Alice observait avec surprise la pièce spacieuse dans laquelle elle se trouvait. C'était un salon, avec une cheminée qui crépitait, une horloge dont le balancier récitait un poème et une petite table sur laquelle figurait un portrait. Elle distingua une jeune fille blonde qui ne lui semblait pas inconnue. Une jeune fille, un peu comme elle, mais plus âgée, avec quelques petites rides à la commissure des lèvres.
Elle remarquait aussi un même grain de beauté sur la joue, ce même étonnement dans les yeux, le même… son même sourire énigmatique.
Derrière la jeune fille du portrait se dressait un paysage avec une rivière étrange… prisonnière de flots inertes et maculés de poissons volants qui dormaient la tête en bas. Elle n'aimait pas manger de poissons… avec les arêtes !
- Pardon ? fit Alice
Rien ne se passa.
- Madame ?
La vieille femme ne bougeait pas.

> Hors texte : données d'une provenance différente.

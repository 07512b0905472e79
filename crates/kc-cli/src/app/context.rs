//! Application context for the kc CLI.
//!
//! Provides a unified context that combines CLI arguments with the
//! lazily-loaded config file.

use std::path::PathBuf;

use once_cell::unsync::OnceCell;
use tracing::debug;

use kc_core::{CredentialProvider, SecretStore};

use crate::cli::Cli;
use crate::config::{read_config, CredentialBackend, KcConfig};
use crate::security::{KeychainCredentials, KeyfileCredentials};

use super::resolver::{
    resolve_backend, resolve_config_path, resolve_keyfile_path, resolve_store_path,
};

/// Credential provider chosen at runtime.
pub type DynCredentials = Box<dyn CredentialProvider>;

/// Application context that bundles CLI args with configuration.
///
/// This avoids repeatedly loading config and threading multiple parameters
/// through handler functions.
pub struct AppContext<'a> {
    cli: &'a Cli,
    config: OnceCell<Option<KcConfig>>,
}

impl<'a> AppContext<'a> {
    /// Create a new application context from CLI arguments.
    pub fn new(cli: &'a Cli) -> Self {
        Self {
            cli,
            config: OnceCell::new(),
        }
    }

    /// Check if quiet mode is enabled.
    pub fn quiet(&self) -> bool {
        self.cli.quiet
    }

    /// The config file, loaded lazily. `None` when no config file exists.
    pub fn config(&self) -> anyhow::Result<Option<&KcConfig>> {
        let config = self.config.get_or_try_init(|| {
            let path = resolve_config_path()?;
            if !path.exists() {
                debug!(path = %path.display(), "no config file");
                return Ok::<_, anyhow::Error>(None);
            }
            read_config(&path).map(Some)
        })?;
        Ok(config.as_ref())
    }

    /// Path of the store's event log.
    pub fn store_path(&self) -> anyhow::Result<PathBuf> {
        resolve_store_path(self.cli.store.as_deref(), self.config()?)
    }

    /// Selected credential backend.
    pub fn backend(&self) -> anyhow::Result<CredentialBackend> {
        Ok(resolve_backend(self.cli.credentials, self.config()?))
    }

    /// Keyfile path, meaningful for the keyfile backend.
    pub fn keyfile_path(&self) -> anyhow::Result<PathBuf> {
        resolve_keyfile_path(self.cli.keyfile.as_deref(), self.config()?)
    }

    /// Build the credential provider for the selected backend.
    pub fn credentials(&self) -> anyhow::Result<DynCredentials> {
        Ok(match self.backend()? {
            CredentialBackend::Keychain => Box::new(KeychainCredentials::new()),
            CredentialBackend::Keyfile => Box::new(KeyfileCredentials::new(self.keyfile_path()?)),
        })
    }

    /// Open the store with the configured path and credentials.
    pub fn open_store(&self) -> anyhow::Result<SecretStore<DynCredentials>> {
        let path = self.store_path()?;
        debug!(path = %path.display(), "opening store");
        Ok(SecretStore::open(path, self.credentials()?))
    }
}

Elle ne faisait aucun geste, sa respiration était en suspens… Le renard bougea un peu, il cilla des yeux.
- Mais où est Maître Corbeau ? demanda-t-il
- Un peu plus loin, à la page 104, je crois…
- Il va falloir que je le rejoigne pour une histoire de fromage à régler entre nous… Je suis avocat que diable !
- Ah bon ?
Aussitôt dit, aussitôt fait… il se carapate du cou de la femme endormie, et fonce vers une porte dérobée à un ébéniste faiseur de pantins.
Alice remarque alors que la femme âgée est maintenant endormie. Elle tient dans sa main une pomme très rouge. Sur la table à côté du portrait, il y a un miroir.
En regardant dans le miroir, Alice voit une femme sereine qui parle à mi-voix. Avec une douceur immense. Elle sent bon. Elle sent le savon. C'est douillet. La tête de l'enfant repose sur un sein tout doux.
La vieille ronfle maintenant. La fillette ne peut rien en tirer.
Un peu désespérée par la tournure que prennent les événements, et à l'idée qu'elle ne reverra jamais la lumière du jour, elle remarque un objet qui se trouve devant ses yeux. Un objet brillant.
Une petite clef d'or est pendu au cou de l'endormie. C'est une clef d'ut.
L'enfant prend le bijou dans ses mains, et commence à chantonner comme si elle se trouve soudain envoûtée par la musique qui parfume l'endroit de petites croches rendant la chambre métissée de noires, de rondes et de blanches. Tout cela semble irradié par la petite clef, comme si ce minuscule sésame ouvrait son âme en le parfumant. Elle a toujours les yeux fermés. Elle en a conscience maintenant.
Des yeux fermés qui voient la pièce.
- Étrange pense-t-elle soudain.
Elle entend une comptine : "Endors-toi, petit ange… Endors-toi doucement… Demain le soleil brillera dans le ciel… Et le jour sera si beau !"
La maman regarde sa fille qui commence à rêver déjà les yeux fermés. Son regard parcourt son mur de paupières. L'enfant est capable d'imaginer encore et encore, même dans ce premier sommeil où se mêlent la réalité et le monde des féeries. La maman sourit tendrement.
Voilà comment naissent les illusions d'enfance, pense l'adulte très attendrie.
Voilà. Ce récit pourrait être terminé. Cependant…
Longtemps plus tard, la petite fille est devenue la jolie demoiselle au portrait.
Elle revoit le renard bleu dans un carnaval à Nice… c'est Stéphane son ami de toujours. Elle repense à la rivière. À son rêve prémonitoire… À son enfance… À sa mère… À l'enfant qu'elle désire…
Il bouge déjà dans sa tête et lance de petits coups de pieds dans son livre imaginaire. Il ressemble un peu à Pinocchio. Elle est heureuse.